L’actualité IT est dominée par l’annonce de la fin du safe harbor.
La Cour de Justice de l’Union Européenne, a invalidé cet accord, en mettant en avant des arguments liés à la sécurité.
Mais déjà qu’est ce que le safe harbor?
Le safe harbor était un accord entre l’Union Européenne et les Etats-Unis sur le transfert des données entre les entités d’une entreprise basée aux Etats-Unis et en Europe. Cet accord, entré en vigueur en 2000, reposait sur la présomption d’un niveau de sécurité « adéquat » entre les 2 parties, sans un véritable audit ou un accord strictement normé au niveau technique.
En conséquence, les entreprises américaines ont pu transférer librement les données personnelles entre les datacenters européens et américains.

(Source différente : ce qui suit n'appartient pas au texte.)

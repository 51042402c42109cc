pub mod collection;
pub mod record;

pub use collection::count as collection_count;
pub use collection::create as collection_create;
pub use collection::find as collection_find;

pub use record::delete as record_delete;
pub use record::get as record_get;
pub use record::patch as record_patch;
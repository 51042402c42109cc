mod common;

use anyhow::Result;
use collection_rest::AdapterSettings;
use reqwest::StatusCode;
use serde_json::{json, Value};

// Query strings go through the normalizer before reaching the engine, so
// numeric and boolean filter values compare against typed document fields.

async fn seeded() -> Result<(common::TestServer, reqwest::Client, String)> {
    let server = common::spawn_server().await?;
    let client = reqwest::Client::new();
    let token = common::login(&server, &client).await?;

    let posts = [
        json!({ "title": "Intro to Rust", "views": 120, "published": true }),
        json!({ "title": "Async in depth", "views": 45, "published": true }),
        json!({ "title": "Draft notes", "views": 3, "published": false }),
    ];
    for post in posts {
        common::create_post(&server, &client, &token, post).await?;
    }
    Ok((server, client, token))
}

async fn find(server: &common::TestServer, client: &reqwest::Client, token: &str, query: &str) -> Result<Value> {
    let res = client
        .get(server.url(&format!("/api/posts?{}", query)))
        .bearer_auth(token)
        .send()
        .await?;
    assert_eq!(res.status(), StatusCode::OK, "query {:?}", query);
    Ok(res.json::<Value>().await?)
}

fn titles(body: &Value) -> Vec<String> {
    body["docs"]
        .as_array()
        .map(|docs| docs.iter().filter_map(|d| d["title"].as_str().map(str::to_string)).collect())
        .unwrap_or_default()
}

#[tokio::test]
async fn boolean_and_numeric_filters() -> Result<()> {
    let (server, client, token) = seeded().await?;

    let body = find(&server, &client, &token, "where[published][equals]=false").await?;
    assert_eq!(titles(&body), vec!["Draft notes"]);

    let body = find(&server, &client, &token, "where[views][greater_than]=40&sort=-views").await?;
    assert_eq!(titles(&body), vec!["Intro to Rust", "Async in depth"]);
    Ok(())
}

#[tokio::test]
async fn or_branches_from_indexed_keys() -> Result<()> {
    let (server, client, token) = seeded().await?;

    let body = find(
        &server,
        &client,
        &token,
        "where[or][0][views][less_than]=10&where[or][1][title][like]=rust&sort=title",
    )
    .await?;
    assert_eq!(titles(&body), vec!["Draft notes", "Intro to Rust"]);
    Ok(())
}

#[tokio::test]
async fn pagination_envelope() -> Result<()> {
    let (server, client, token) = seeded().await?;

    let body = find(&server, &client, &token, "limit=2&page=2&sort=views").await?;
    assert_eq!(body["totalDocs"], 3);
    assert_eq!(body["totalPages"], 2);
    assert_eq!(body["page"], 2);
    assert_eq!(body["hasPrevPage"], true);
    assert_eq!(body["hasNextPage"], false);
    assert_eq!(titles(&body), vec!["Intro to Rust"]);
    Ok(())
}

#[tokio::test]
async fn invalid_sort_is_a_validation_error() -> Result<()> {
    let (server, client, token) = seeded().await?;

    let res = client
        .get(server.url("/api/posts?sort=-"))
        .bearer_auth(&token)
        .send()
        .await?;
    assert_eq!(res.status(), StatusCode::BAD_REQUEST);
    assert_eq!(res.json::<Value>().await?["data"][0]["field"], "sort");
    Ok(())
}

#[tokio::test]
async fn simple_mode_returns_documents_only() -> Result<()> {
    let server = common::spawn_with(AdapterSettings {
        simple_find: true,
        ..AdapterSettings::default()
    })
    .await?;
    let client = reqwest::Client::new();
    let token = common::login(&server, &client).await?;
    common::create_post(&server, &client, &token, json!({ "title": "only" })).await?;

    let res = client
        .get(server.url("/api/posts"))
        .bearer_auth(&token)
        .send()
        .await?;
    assert_eq!(res.status(), StatusCode::OK);

    let body = res.json::<Value>().await?;
    let docs = body.as_array().cloned().unwrap_or_default();
    assert_eq!(docs.len(), 1);
    assert_eq!(docs[0]["title"], "only");
    Ok(())
}
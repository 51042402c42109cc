use axum::{
    extract::State,
    http::{Method, Uri},
    response::Json,
};
use serde_json::{json, Value};

use crate::error::ApiError;
use crate::state::AppState;

/// GET / - service description
pub async fn root(State(state): State<AppState>) -> Json<Value> {
    let prefix = &state.settings.prefix;

    Json(json!({
        "name": env!("CARGO_PKG_NAME"),
        "version": env!("CARGO_PKG_VERSION"),
        "prefix": prefix,
        "collections": state.engine.collections(),
        "endpoints": {
            "auth": format!("{}/:collection/login, {}/:collection/logout, {}/:collection/me", prefix, prefix, prefix),
            "find": format!("GET {}/:collection, GET {}/:collection/count", prefix, prefix),
            "record": format!("GET|PATCH|DELETE {}/:collection/:id", prefix),
            "create": format!("POST {}/:collection", prefix),
        }
    }))
}

/// GET /health
pub async fn health() -> Json<Value> {
    Json(json!({
        "status": "ok",
        "timestamp": chrono::Utc::now(),
    }))
}

/// Fallback for anything no route or custom endpoint claimed
pub async fn not_found(method: Method, uri: Uri) -> ApiError {
    ApiError::not_found(format!("Route {} {} not found", method, uri.path()))
}
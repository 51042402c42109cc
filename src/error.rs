// HTTP API Error Types
use axum::{
    extract::rejection::JsonRejection,
    http::StatusCode,
    response::{IntoResponse, Response},
    Json,
};
use serde_json::{json, Value};

use crate::engine::EngineError;

/// Markers that classify an otherwise untyped engine error as not-found
const NOT_FOUND_MARKERS: &[&str] = &["not found"];
const INVALID_ID_MARKERS: &[&str] = &["invalid id", "cast to objectid failed"];

/// HTTP API error; every handler failure ends up here
#[derive(Debug, Clone, PartialEq)]
pub enum ApiError {
    // 400 with field-level details
    Validation {
        name: String,
        message: String,
        data: Value,
    },

    // 400 for requests the adapter itself cannot read
    BadRequest(String),

    // 401
    Unauthorized(String),

    // 404
    NotFound(String),

    // 500
    Internal(String),
}

impl ApiError {
    pub fn status_code(&self) -> StatusCode {
        match self {
            ApiError::Validation { .. } => StatusCode::BAD_REQUEST,
            ApiError::BadRequest(_) => StatusCode::BAD_REQUEST,
            ApiError::Unauthorized(_) => StatusCode::UNAUTHORIZED,
            ApiError::NotFound(_) => StatusCode::NOT_FOUND,
            ApiError::Internal(_) => StatusCode::INTERNAL_SERVER_ERROR,
        }
    }

    pub fn message(&self) -> &str {
        match self {
            ApiError::Validation { message, .. } => message,
            ApiError::BadRequest(msg) => msg,
            ApiError::Unauthorized(msg) => msg,
            ApiError::NotFound(msg) => msg,
            ApiError::Internal(msg) => msg,
        }
    }

    /// Response body. Unauthorized uses the `errors.message[]` shape, the rest `{error, message}`.
    pub fn to_json(&self) -> Value {
        match self {
            ApiError::Validation { name, message, data } => json!({
                "error": name,
                "message": message,
                "data": data,
            }),
            ApiError::Unauthorized(message) => json!({
                "errors": { "message": [message] }
            }),
            _ => json!({
                "error": self.status_code().canonical_reason().unwrap_or("Error"),
                "message": self.message(),
            }),
        }
    }
}

impl ApiError {
    pub fn bad_request(message: impl Into<String>) -> Self {
        ApiError::BadRequest(message.into())
    }

    pub fn unauthorized(message: impl Into<String>) -> Self {
        ApiError::Unauthorized(message.into())
    }

    pub fn not_found(message: impl Into<String>) -> Self {
        ApiError::NotFound(message.into())
    }

    pub fn internal(message: impl Into<String>) -> Self {
        ApiError::Internal(message.into())
    }

    /// 404 for a missing record, naming both the collection and the id
    pub fn record_not_found(collection: &str, id: &str) -> Self {
        ApiError::NotFound(format!("{} with id '{}' not found", collection, id))
    }
}

fn is_not_found_message(message: &str) -> bool {
    let lowered = message.to_lowercase();
    NOT_FOUND_MARKERS
        .iter()
        .chain(INVALID_ID_MARKERS)
        .any(|marker| lowered.contains(marker))
}

/// Classify an engine error by shape. Order matters: field details, then an
/// explicit 401, then message markers, then everything else.
impl From<EngineError> for ApiError {
    fn from(err: EngineError) -> Self {
        let message = err.to_string();

        if let Some(fields) = err.field_errors() {
            return ApiError::Validation {
                name: err.name().to_string(),
                message,
                data: json!(fields),
            };
        }

        if err.status() == Some(401) {
            return ApiError::Unauthorized(message);
        }

        if is_not_found_message(&message) {
            return ApiError::NotFound(message);
        }

        ApiError::Internal(message)
    }
}

impl From<JsonRejection> for ApiError {
    fn from(rejection: JsonRejection) -> Self {
        ApiError::BadRequest(rejection.body_text())
    }
}

impl std::fmt::Display for ApiError {
    fn fmt(&self, f: &mut std::fmt::Formatter<'_>) -> std::fmt::Result {
        write!(f, "{}", self.message())
    }
}

impl std::error::Error for ApiError {}

impl IntoResponse for ApiError {
    fn into_response(self) -> Response {
        let status = self.status_code();
        if status.is_server_error() {
            tracing::error!("request failed: {}", self.message());
        } else {
            tracing::warn!("request rejected with {}: {}", status.as_u16(), self.message());
        }
        (status, Json(self.to_json())).into_response()
    }
}
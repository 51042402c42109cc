pub mod auth;
pub mod endpoints;
pub mod query;
pub mod require_user;

pub use auth::{authenticate, resolve_user};
pub use endpoints::route_custom_endpoints;
pub use query::parse_query;
pub use require_user::require_user;
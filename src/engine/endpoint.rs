use std::future::Future;
use std::sync::Arc;

use async_trait::async_trait;
use axum::body::Bytes;
use axum::http::{header, HeaderMap, HeaderValue, Method, StatusCode};
use serde_json::{Map, Value};

use super::EngineError;
use crate::types::AuthenticatedUser;

/// A custom endpoint registered with the engine
#[derive(Clone)]
pub struct Endpoint {
    /// Path relative to the API prefix, e.g. "/special"
    pub path: String,
    /// Matched case-insensitively against the request method
    pub method: String,
    pub handler: Arc<dyn EndpointHandler>,
}

impl Endpoint {
    pub fn new(path: impl Into<String>, method: impl Into<String>, handler: impl EndpointHandler + 'static) -> Self {
        Self {
            path: path.into(),
            method: method.into(),
            handler: Arc::new(handler),
        }
    }

    pub fn matches(&self, method: &Method, path: &str) -> bool {
        self.path == path && self.method.eq_ignore_ascii_case(method.as_str())
    }
}

impl std::fmt::Debug for Endpoint {
    fn fmt(&self, f: &mut std::fmt::Formatter<'_>) -> std::fmt::Result {
        f.debug_struct("Endpoint")
            .field("path", &self.path)
            .field("method", &self.method)
            .finish_non_exhaustive()
    }
}

#[async_trait]
pub trait EndpointHandler: Send + Sync {
    async fn handle(&self, req: EndpointRequest) -> Result<EndpointResponse, EngineError>;
}

#[async_trait]
impl<F, Fut> EndpointHandler for F
where
    F: Fn(EndpointRequest) -> Fut + Send + Sync + 'static,
    Fut: Future<Output = Result<EndpointResponse, EngineError>> + Send + 'static,
{
    async fn handle(&self, req: EndpointRequest) -> Result<EndpointResponse, EngineError> {
        (self)(req).await
    }
}

/// Request object synthesized for a custom endpoint handler
#[derive(Debug, Clone)]
pub struct EndpointRequest {
    pub method: Method,
    /// Path with the API prefix stripped
    pub path: String,
    pub headers: HeaderMap,
    pub query: Map<String, Value>,
    pub user: Option<AuthenticatedUser>,
    pub body: Bytes,
}

impl EndpointRequest {
    /// Localization hook. No translations are loaded, so keys come back unchanged.
    pub fn t(&self, key: &str) -> String {
        key.to_string()
    }

    pub fn json_body(&self) -> Result<Value, EngineError> {
        if self.body.is_empty() {
            return Ok(Value::Null);
        }
        Ok(serde_json::from_slice(&self.body)?)
    }
}

/// What a custom endpoint handler returns
#[derive(Debug, Clone)]
pub struct EndpointResponse {
    pub status: StatusCode,
    pub headers: HeaderMap,
    pub body: Bytes,
}

impl EndpointResponse {
    pub fn with_json(status: StatusCode, value: &Value) -> Self {
        let mut headers = HeaderMap::new();
        headers.insert(header::CONTENT_TYPE, HeaderValue::from_static("application/json"));
        Self {
            status,
            headers,
            body: Bytes::from(value.to_string()),
        }
    }

    pub fn redirect(status: StatusCode, location: &str) -> Result<Self, EngineError> {
        let mut headers = HeaderMap::new();
        let location = HeaderValue::from_str(location)
            .map_err(|e| EngineError::message(format!("invalid redirect location: {}", e)))?;
        headers.insert(header::LOCATION, location);
        Ok(Self {
            status,
            headers,
            body: Bytes::new(),
        })
    }

    /// Body parsed as JSON; an empty body reads as null
    pub fn json(&self) -> Result<Value, serde_json::Error> {
        if self.body.is_empty() {
            return Ok(Value::Null);
        }
        serde_json::from_slice(&self.body)
    }

    pub fn location(&self) -> Option<&HeaderValue> {
        self.headers.get(header::LOCATION)
    }
}
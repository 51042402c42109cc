#![allow(dead_code)]

use std::sync::Arc;
use std::time::{Duration, Instant};

use anyhow::{Context, Result};
use reqwest::StatusCode;
use serde_json::{json, Value};

use collection_rest::engine::{
    CollectionConfig, ContentEngine, EngineError, Endpoint, EndpointRequest, EndpointResponse, MemoryEngine,
};
use collection_rest::{app, AdapterSettings, AppState};

pub const SECRET: &str = "integration-secret";
pub const ADMIN_EMAIL: &str = "admin@example.com";
pub const ADMIN_PASSWORD: &str = "integration-password";

pub struct TestServer {
    pub port: u16,
    pub base_url: String,
    pub engine: Arc<MemoryEngine>,
}

impl TestServer {
    pub fn url(&self, path: &str) -> String {
        format!("{}{}", self.base_url, path)
    }

    async fn wait_ready(&self, timeout: Duration) -> Result<()> {
        let client = reqwest::Client::new();
        let deadline = Instant::now() + timeout;
        loop {
            if Instant::now() > deadline {
                break;
            }
            if let Ok(resp) = client.get(self.url("/health")).send().await {
                if resp.status() == StatusCode::OK {
                    return Ok(());
                }
            }
            tokio::time::sleep(Duration::from_millis(50)).await;
        }
        anyhow::bail!("server did not become ready on {} within {:?}", self.base_url, timeout)
    }
}

/// Engine with `users` (auth), `posts` (title required) and a few custom endpoints
pub fn engine() -> MemoryEngine {
    MemoryEngine::new(SECRET)
        .with_collection(CollectionConfig::auth("users"))
        .with_collection(CollectionConfig::new("posts").required("title"))
        .with_endpoint(Endpoint::new("/special", "GET", |req: EndpointRequest| async move {
            Ok::<_, EngineError>(EndpointResponse::with_json(
                StatusCode::OK,
                &json!({ "special": true, "path": req.path, "query": req.query }),
            ))
        }))
        .with_endpoint(Endpoint::new("/teapot", "POST", |req: EndpointRequest| async move {
            let body = req.json_body()?;
            Ok::<_, EngineError>(EndpointResponse::with_json(
                StatusCode::IM_A_TEAPOT,
                &json!({ "brewed": false, "received": body }),
            ))
        }))
        .with_endpoint(Endpoint::new("/docs", "GET", |_req: EndpointRequest| async {
            EndpointResponse::redirect(StatusCode::TEMPORARY_REDIRECT, "/api/special")
        }))
}

/// Serve the router on a free port with a seeded admin user
pub async fn spawn_server() -> Result<TestServer> {
    spawn_with(AdapterSettings::default()).await
}

pub async fn spawn_with(settings: AdapterSettings) -> Result<TestServer> {
    let engine = Arc::new(engine());
    engine
        .seed_user("users", ADMIN_EMAIL, ADMIN_PASSWORD, json!({ "name": "Admin" }))
        .await
        .context("failed to seed admin")?;

    let port = portpicker::pick_unused_port().context("failed to pick free port")?;
    let base_url = format!("http://127.0.0.1:{}", port);

    let state = AppState::new(engine.clone() as Arc<dyn ContentEngine>, settings);
    let listener = tokio::net::TcpListener::bind(("127.0.0.1", port))
        .await
        .context("failed to bind test listener")?;
    tokio::spawn(async move {
        let _ = axum::serve(listener, app(state)).await;
    });

    let server = TestServer { port, base_url, engine };
    server.wait_ready(Duration::from_secs(5)).await?;
    Ok(server)
}

/// Log the seeded admin in and return the bearer token
pub async fn login(server: &TestServer, client: &reqwest::Client) -> Result<String> {
    let res = client
        .post(server.url("/api/users/login"))
        .json(&json!({ "email": ADMIN_EMAIL, "password": ADMIN_PASSWORD }))
        .send()
        .await?;
    anyhow::ensure!(res.status() == StatusCode::OK, "login failed: {}", res.status());

    let body = res.json::<Value>().await?;
    body["token"]
        .as_str()
        .map(str::to_string)
        .context("login response has no token")
}

pub async fn create_post(server: &TestServer, client: &reqwest::Client, token: &str, data: Value) -> Result<Value> {
    let res = client
        .post(server.url("/api/posts"))
        .bearer_auth(token)
        .json(&data)
        .send()
        .await?;
    anyhow::ensure!(res.status() == StatusCode::CREATED, "create failed: {}", res.status());
    Ok(res.json::<Value>().await?)
}
//! Request-scoped types shared by middleware, handlers and the engine seam

use axum::http::HeaderMap;
use serde_json::{Map, Value};

/// User record resolved from a bearer token, together with the collection it came from
#[derive(Debug, Clone, PartialEq)]
pub struct AuthenticatedUser {
    pub collection: String,
    pub doc: Value,
}

impl AuthenticatedUser {
    pub fn new(collection: impl Into<String>, doc: Value) -> Self {
        Self {
            collection: collection.into(),
            doc,
        }
    }

    pub fn id(&self) -> Option<String> {
        document_id(&self.doc)
    }
}

/// Request data handed to every engine call so the engine can run its own access rules
#[derive(Debug, Clone, Default)]
pub struct RequestContext {
    pub user: Option<AuthenticatedUser>,
    pub headers: HeaderMap,
}

impl RequestContext {
    pub fn new(user: Option<AuthenticatedUser>, headers: HeaderMap) -> Self {
        Self { user, headers }
    }

    pub fn anonymous() -> Self {
        Self::default()
    }
}

/// Parsed and coerced query string, stored in request extensions
#[derive(Debug, Clone, Default, PartialEq)]
pub struct ParsedQuery(pub Map<String, Value>);

/// Resolved user (if any), stored in request extensions by the auth resolver
#[derive(Debug, Clone, Default)]
pub struct CurrentUser(pub Option<AuthenticatedUser>);

/// Ids are strings in most engines but numeric ids are accepted too
pub fn document_id(doc: &Value) -> Option<String> {
    match doc.get("id")? {
        Value::String(s) if !s.is_empty() => Some(s.clone()),
        Value::Number(n) => Some(n.to_string()),
        _ => None,
    }
}

#[cfg(test)]
mod tests {
    use super::*;
    use serde_json::json;

    #[test]
    fn document_id_accepts_strings_and_numbers() {
        assert_eq!(document_id(&json!({"id": "abc"})), Some("abc".to_string()));
        assert_eq!(document_id(&json!({"id": 42})), Some("42".to_string()));
        assert_eq!(document_id(&json!({"id": ""})), None);
        assert_eq!(document_id(&json!({"name": "x"})), None);
    }
}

La décision de la Cour de Justice de l’Union Européenne, rendue le 6 octobre dernier, a invalidé cet accord, en mettant en avant des arguments liés à la sécurité.
Le cadre légal et contractuel reste flou devra être mis à jour
Quels impacts pour les utilisateurs de services?
- Pour ceux qui utilisent des services mis à disposition depuis les Etats-Unis : aucun impact. La disparition du safe-harbor n’a aucun impact sur la fourniture de ce service, car les données sont directement hébergées et traitées aux Etats-Unis.
- Pour ceux qui utilisent des services mis à disposition depuis un Cloud Privé ou Privatisé hébergé en Europe : pas d’impact. De par l’architecture de ce type de cloud, les données restent en Europe et ne sont pas impactées par le safe-harbor.
- Pour ceux qui utilisent des services de Cloud Public hébergés en Europe et aux Etats-Unis : la situation est délicate, car le cadre juridique est à construire et reste flou à l’heure actuelle. C’est pour ces utilisateurs que la disparition du safe harbor aura le plus d’impact. Le cadre légal et contractuel devra être mis à jour pour traiter de la question du transit des données. De même, il est possible que les fournisseurs de service concluent des accords au cas par cas avec les régulateurs nationaux pour obtenir la certification de sécurité nécessaire à l’exploitation du service si le transfert de données vers les Etats-Unis est nécessaire.
Faut-il paniquer?
Non, bien entendu ! Cette décision est une vraie avancée dans la définition d’un cadre juridique clair autour du Cloud Computing. L’offre de service va gagner en lisibilité, notamment d’un point de vue transit des données, et va permettre de clarifier les points délicats hérités des différentes affaires Patriot Act, Prism, ou Wikileaks.
Il s’agit d’une nouvelle opportunité de s’approprier le Cloud Computing, et d’en maitriser les tenants et les aboutissants.